━━ Provided records
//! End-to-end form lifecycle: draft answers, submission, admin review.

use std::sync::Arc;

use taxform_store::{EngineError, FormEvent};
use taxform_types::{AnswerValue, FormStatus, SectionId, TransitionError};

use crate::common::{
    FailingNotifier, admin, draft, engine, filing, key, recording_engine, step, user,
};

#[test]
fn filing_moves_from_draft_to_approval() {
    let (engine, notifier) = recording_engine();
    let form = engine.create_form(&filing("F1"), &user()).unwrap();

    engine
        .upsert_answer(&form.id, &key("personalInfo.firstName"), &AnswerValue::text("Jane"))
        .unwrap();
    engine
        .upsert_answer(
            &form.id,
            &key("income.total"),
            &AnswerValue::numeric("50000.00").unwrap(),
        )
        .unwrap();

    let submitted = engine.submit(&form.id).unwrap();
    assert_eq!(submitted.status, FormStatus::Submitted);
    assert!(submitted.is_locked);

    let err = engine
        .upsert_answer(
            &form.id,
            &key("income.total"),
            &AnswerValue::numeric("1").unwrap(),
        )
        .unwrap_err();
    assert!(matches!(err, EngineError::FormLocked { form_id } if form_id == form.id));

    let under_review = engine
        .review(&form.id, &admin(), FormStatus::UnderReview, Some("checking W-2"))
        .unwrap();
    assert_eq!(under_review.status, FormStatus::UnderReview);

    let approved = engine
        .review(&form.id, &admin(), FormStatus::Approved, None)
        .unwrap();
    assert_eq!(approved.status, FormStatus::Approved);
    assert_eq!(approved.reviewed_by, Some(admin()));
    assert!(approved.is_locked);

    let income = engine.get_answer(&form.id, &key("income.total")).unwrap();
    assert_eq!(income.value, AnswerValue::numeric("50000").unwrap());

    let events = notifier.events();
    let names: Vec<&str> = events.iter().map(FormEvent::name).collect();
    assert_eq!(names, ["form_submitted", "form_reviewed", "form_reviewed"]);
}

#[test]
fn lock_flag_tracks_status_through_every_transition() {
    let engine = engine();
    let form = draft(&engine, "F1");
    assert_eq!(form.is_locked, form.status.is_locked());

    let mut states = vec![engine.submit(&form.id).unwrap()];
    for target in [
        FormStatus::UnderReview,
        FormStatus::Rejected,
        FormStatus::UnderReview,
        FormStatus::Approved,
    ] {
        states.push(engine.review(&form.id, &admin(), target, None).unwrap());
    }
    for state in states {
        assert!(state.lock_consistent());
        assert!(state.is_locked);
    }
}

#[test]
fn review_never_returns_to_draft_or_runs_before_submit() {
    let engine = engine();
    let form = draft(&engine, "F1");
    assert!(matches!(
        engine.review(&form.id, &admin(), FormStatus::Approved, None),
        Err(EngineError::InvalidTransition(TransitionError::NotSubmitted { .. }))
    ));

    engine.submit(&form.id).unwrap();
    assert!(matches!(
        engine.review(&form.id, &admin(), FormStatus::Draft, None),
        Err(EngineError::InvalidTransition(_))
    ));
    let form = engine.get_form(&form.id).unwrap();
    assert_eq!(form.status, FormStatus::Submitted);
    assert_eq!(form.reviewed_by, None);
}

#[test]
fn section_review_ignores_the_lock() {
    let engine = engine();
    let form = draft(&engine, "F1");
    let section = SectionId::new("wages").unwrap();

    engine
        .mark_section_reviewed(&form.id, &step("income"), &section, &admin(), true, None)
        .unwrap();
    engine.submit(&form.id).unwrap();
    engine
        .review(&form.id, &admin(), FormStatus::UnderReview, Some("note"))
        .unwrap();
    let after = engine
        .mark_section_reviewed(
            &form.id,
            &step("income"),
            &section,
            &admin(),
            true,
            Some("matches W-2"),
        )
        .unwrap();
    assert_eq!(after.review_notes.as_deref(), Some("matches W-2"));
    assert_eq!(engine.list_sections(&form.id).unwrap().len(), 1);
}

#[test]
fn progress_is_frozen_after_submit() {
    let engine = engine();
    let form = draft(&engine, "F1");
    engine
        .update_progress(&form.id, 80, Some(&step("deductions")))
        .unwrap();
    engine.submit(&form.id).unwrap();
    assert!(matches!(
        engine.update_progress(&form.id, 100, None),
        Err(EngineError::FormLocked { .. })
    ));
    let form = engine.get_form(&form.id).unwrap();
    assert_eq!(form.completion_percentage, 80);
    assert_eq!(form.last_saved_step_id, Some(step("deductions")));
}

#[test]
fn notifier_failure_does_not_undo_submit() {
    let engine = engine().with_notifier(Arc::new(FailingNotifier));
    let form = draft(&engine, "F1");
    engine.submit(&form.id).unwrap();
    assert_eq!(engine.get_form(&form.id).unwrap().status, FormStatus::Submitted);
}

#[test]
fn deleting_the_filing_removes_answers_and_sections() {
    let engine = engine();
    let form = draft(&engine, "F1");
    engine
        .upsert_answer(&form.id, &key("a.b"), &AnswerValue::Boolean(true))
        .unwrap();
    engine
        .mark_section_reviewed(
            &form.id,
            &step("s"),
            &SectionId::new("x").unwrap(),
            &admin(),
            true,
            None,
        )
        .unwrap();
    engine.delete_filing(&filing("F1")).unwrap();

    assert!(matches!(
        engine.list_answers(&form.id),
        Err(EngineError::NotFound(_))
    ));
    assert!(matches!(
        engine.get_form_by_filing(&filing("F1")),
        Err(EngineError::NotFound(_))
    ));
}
━━━━
From the first line of the records above to the line that contains "let (engine, notifier)", quote each line exactly.

//! End-to-end form lifecycle: draft answers, submission, admin review.

use std::sync::Arc;

use taxform_store::{EngineError, FormEvent};
use taxform_types::{AnswerValue, FormStatus, SectionId, TransitionError};

use crate::common::{
    FailingNotifier, admin, draft, engine, filing, key, recording_engine, step, user,
};

#[test]
fn filing_moves_from_draft_to_approval() {
    let (engine, notifier) = recording_engine();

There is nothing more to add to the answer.